OK. We all knew that. We also know that there are occasions where, bowing to public pressure, these titles produce output that is fair, informed and sensitive (I know: I’m going to get flamed for that!).

Its the Sun – and Mail and Express – wot won it!

The point, though, the thing that has me ROFLing like mad, is that Dacre and his minions miss the point entirely.

Let’s go back a step. I think GIRES are right. The more a subject is publicized, written about, talked about, the more normal it becomes. The more likely it is that someone will go “that could be me” – and make that first important visit to their GP.

And who is pushing this information out in a seemingly never-ending gush nowadays. The Tavi? Charing Cross? Gender benders? New wave sexual theorists?

Er, no. Step forward the Mail, the Sun, the Metro, the Express – and a host of other small fry too. When the sexual history of this decade comes to be told, it seems not unlikely that historians will eventually come to recognize the signal part played by these titles in promoting trans awareness.

For which we have only the Mail to thank. Paul Dacre may not yet be spinning in his grave: his granddad surely is!

jane xx

Ooops: edited to note that apparently i have jumped the gun and Paul Dacre is yet plain, un-enobled Mr Dacre

8 Responses so far »

  1. 1

    Ignorance, either Unintentional, or as in a lot of cases completely Intentional, is the root of any Prejudice. Now I went to a place called College, as many Journalists and Editors must have done, and there I learned not so much What to research, as HOW to research and learn effectively. In light of this I must ask, have all these people somehow managed to Forget their educations? it must be either that or else they are so Self Centered that no one else’s opinion apart from their own counts in the little world they create in their minds, which would be sad. It’s diversity in ALL its forms that makes this world an interesting place to live for me, so these Prejudiced people must live very dull lives!. This is just my view and it will be interesting to see those of others here!

  2. 2

    Liz Church said,

    Lord Dacre of Slaphead

  3. 4

    Shirley Anne said,

    I was so annoyed at his ‘journalism’, using the term very lightly, after reading about it on Angelas blog, that I wrote to the Mail and told them so. Learning the trade isn’t the same as practicing it by all accounts. Well Paul Dacre thinks it is right to write opinionated articles rather than just the plain facts. No wonder I don’t buy newspapers!

    Shirley Anne x

  4. 5

    herr brockman said,

    It seems that in your efforts to enforce your particular brand of politcal correctness, you have succeeded in creating the much desired “status” of protected “other”.

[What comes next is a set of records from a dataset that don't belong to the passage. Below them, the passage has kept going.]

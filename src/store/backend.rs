//! Persisted-store backend trait and implementations.
//!
//! This module provides the storage backends for Spyglass state:
//! - `FileBackend` - one JSON file per key under the data directory (default)
//! - `MemoryBackend` - in-process map, used by tests

use crate::Result;
use std::collections::HashMap;
use std::fs;
use std::io::ErrorKind;
use std::path::PathBuf;

/// Trait for backends that persist string-serialized values by key.
///
/// Values are opaque strings to the backend; the typed layer above
/// serializes to and from JSON.
pub trait StoreBackend {
    /// Read the value for a key, if present.
    fn get(&self, key: &str) -> Result<Option<String>>;

    /// Write the value for a key, replacing any existing value.
    fn set(&mut self, key: &str, value: &str) -> Result<()>;

    /// Remove a key. Removing an absent key is not an error.
    fn remove(&mut self, key: &str) -> Result<()>;

    /// Get the storage location description (for display purposes).
    fn location(&self) -> String;
}

/// File-backed store: one file per key under a root directory.
pub struct FileBackend {
    root: PathBuf,
}

impl FileBackend {
    /// Create a backend rooted at the given directory, creating it if
    /// needed.
    pub fn new(root: PathBuf) -> Result<Self> {
        fs::create_dir_all(&root)?;
        Ok(Self { root })
    }

    fn key_path(&self, key: &str) -> PathBuf {
        // Keys are short kebab-case identifiers; anything else is
        // flattened so a key can never escape the root.
        let safe: String = key
            .chars()
            .map(|c| {
                if c.is_ascii_alphanumeric() || c == '-' {
                    c
                } else {
                    '-'
                }
            })
            .collect();
        self.root.join(format!("{}.json", safe))
    }
}

impl StoreBackend for FileBackend {
    fn get(&self, key: &str) -> Result<Option<String>> {
        match fs::read_to_string(self.key_path(key)) {
            Ok(value) => Ok(Some(value)),
            Err(e) if e.kind() == ErrorKind::NotFound => Ok(None),
            Err(e) => Err(e.into()),
        }
    }

    fn set(&mut self, key: &str, value: &str) -> Result<()> {
        fs::write(self.key_path(key), value)?;
        Ok(())
    }

    fn remove(&mut self, key: &str) -> Result<()> {
        match fs::remove_file(self.key_path(key)) {
            Ok(()) => Ok(()),
            Err(e) if e.kind() == ErrorKind::NotFound => Ok(()),
            Err(e) => Err(e.into()),
        }
    }

    fn location(&self) -> String {
        self.root.display().to_string()
    }
}

/// In-memory store for tests.
#[derive(Default)]
pub struct MemoryBackend {
    map: HashMap<String, String>,
}

impl MemoryBackend {
    pub fn new() -> Self {
        Self::default()
    }
}

impl StoreBackend for MemoryBackend {
    fn get(&self, key: &str) -> Result<Option<String>> {
        Ok(self.map.get(key).cloned())
    }

    fn set(&mut self, key: &str, value: &str) -> Result<()> {
        self.map.insert(key.to_string(), value.to_string());
        Ok(())
    }

    fn remove(&mut self, key: &str) -> Result<()> {
        self.map.remove(key);
        Ok(())
    }

    fn location(&self) -> String {
        "memory".to_string()
    }
}
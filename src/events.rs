//! Typed user actions and the session reducer.
//!
//! User interactions form a small closed set of actions, each mapped to a
//! state transition by [`Session::apply`]. This keeps the coupling between
//! any presentation layer and the data state down to one entry point:
//! filter changes reset to page 1 and persist the snapshot, page changes
//! are validated against the current view, and a refresh forces a cold
//! load.

use tracing::warn;

use crate::engine::{Engine, LoadReport};
use crate::filters::{AssigneeFilter, FilterState, LabelFilter, StateFilter};
use crate::models::SortKey;
use crate::view::{self, DEFAULT_PAGE_SIZE, DashboardStats, ViewModel, build_view};
use crate::Result;

/// A user interaction.
#[derive(Debug, Clone)]
pub enum Action {
    SetRepository(String),
    SetSort(SortKey),
    SetState(StateFilter),
    SetAssignee(AssigneeFilter),
    SetLabel(LabelFilter),
    Search(String),
    ClearSearch,
    SetPage(usize),
    Refresh,
}

/// A loaded dashboard session: the engine's data state plus the active
/// filters, page, and derived view model.
pub struct Session {
    engine: Engine,
    filters: FilterState,
    page: usize,
    page_size: usize,
    view: ViewModel,
}

impl Session {
    /// Load session data and build the initial view.
    ///
    /// Explicitly requested filters win; otherwise the filters captured
    /// in a restored snapshot are used, then the defaults.
    pub fn load(
        mut engine: Engine,
        filters: Option<FilterState>,
        page_size: usize,
        force_refresh: bool,
    ) -> Result<(Self, LoadReport)> {
        let requested = filters.clone().unwrap_or_default();
        let report = engine.load(&requested, force_refresh)?;

        let filters = match (filters, &report.cached_filters) {
            (Some(explicit), _) => explicit,
            (None, Some(cached)) => cached.clone(),
            (None, None) => requested,
        };

        let mut session = Self {
            engine,
            filters,
            page: 1,
            page_size,
            view: ViewModel::empty(page_size),
        };
        session.rebuild();
        Ok((session, report))
    }

    /// Load with the default page size.
    pub fn load_default(
        engine: Engine,
        filters: Option<FilterState>,
        force_refresh: bool,
    ) -> Result<(Self, LoadReport)> {
        Self::load(engine, filters, DEFAULT_PAGE_SIZE, force_refresh)
    }

    /// Apply one action and update the view.
    pub fn apply(&mut self, action: Action) -> Result<()> {
        match action {
            Action::SetRepository(repo) => {
                self.filters.repo = repo;
                if !self.filters.is_all_repos() && !self.engine.is_fetched(&self.filters.repo) {
                    let name = self.filters.repo.clone();
                    self.engine.fetch_repository(&name);
                }
                self.filter_changed();
            }
            Action::SetSort(sort) => {
                self.filters.sort = sort;
                self.filter_changed();
            }
            Action::SetState(state) => {
                self.filters.state = state;
                self.filter_changed();
            }
            Action::SetAssignee(assignee) => {
                self.filters.assignee = assignee;
                self.filter_changed();
            }
            Action::SetLabel(label) => {
                self.filters.label = label;
                self.filter_changed();
            }
            Action::Search(text) => {
                self.filters.search = text.trim().to_string();
                self.filter_changed();
            }
            Action::ClearSearch => {
                self.filters.search.clear();
                self.filter_changed();
            }
            Action::SetPage(page) => {
                // Out of range leaves the view unchanged
                match build_view(self.engine.issues(), &self.filters, page, self.page_size) {
                    Some(view) => {
                        self.page = page;
                        self.view = view;
                    }
                    None => warn!(page, "page out of range, view unchanged"),
                }
            }
            Action::Refresh => {
                let report = self.engine.load(&self.filters, true)?;
                for (repo, error) in report.failures() {
                    warn!(repo, "refresh: {}", error);
                }
                self.page = 1;
                self.rebuild();
            }
        }
        Ok(())
    }

    /// The current view model.
    pub fn view(&self) -> &ViewModel {
        &self.view
    }

    /// The active filters.
    pub fn filters(&self) -> &FilterState {
        &self.filters
    }

    /// The shareable fragment encoding of the active filters.
    pub fn fragment(&self) -> String {
        self.filters.to_fragment()
    }

    /// Headline counts over the full collection.
    pub fn stats(&self) -> DashboardStats {
        view::stats(self.engine.repositories(), self.engine.issues())
    }

    pub fn engine(&self) -> &Engine {
        &self.engine
    }

    pub fn engine_mut(&mut self) -> &mut Engine {
        &mut self.engine
    }

    fn filter_changed(&mut self) {
        self.page = 1;
        // Snapshot persistence must not fail an interaction
        if let Err(e) = self.engine.save_snapshot(&self.filters) {
            warn!("snapshot save failed: {}", e);
        }
        self.rebuild();
    }

    fn rebuild(&mut self) {
        self.view = build_view(self.engine.issues(), &self.filters, self.page, self.page_size)
            .or_else(|| build_view(self.engine.issues(), &self.filters, 1, self.page_size))
            .unwrap_or_else(|| ViewModel::empty(self.page_size));
    }
}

    I always thought of you Brits as quite tolerant but it seems I have been sadly misled. To wit:

    http://themediablog.typepad.com/.a/6a011570c131b2970c016762dacedd970b-pi

    • 6

      janefae said,

      Not quite sure of the point you are making (are you disagreeing with the idea that some stuff should be subject to regulation – or what?).

      I aslo think it more helpful to the readerr in general if you link to the associated blog, as opposed to what you have linked to, which is just a pic, giving little background:

      http://themediablog.typepad.com/the-media-blog/2012/02/censorship-paddy-power-ryanair.html

      Lemme see. I share your concern at widespread censorship, espesh of humour. I also have some concern about violence against minorities and where humour crosses the ine into possibly provoking violence, i think the debate is more complex than the simple one about free speech.

      jane xx

  5. 8

    zoebrain said,

    Could be worse – and is for those of us who are Intersex.

    http://www.dailymail.co.uk/news/article-2107085/Caroline-Kinsey-lived-man-41-years-parents-didnt-tell-shes-hermaphrodite.html

    “Caroline the human hermaphrodite tells her story for the first time”

    “Human Hermaphrodite”??

    I know it’s the Daily Mail, but this denigration would be unacceptable in 1912, let alone 2012.

    Thank God I live in Australia, and not in the journalistic cesspool that the UK has become. This isn’t the gutter-press any more, it’s the sewer press.

    We have enough problems with the medical issues without this.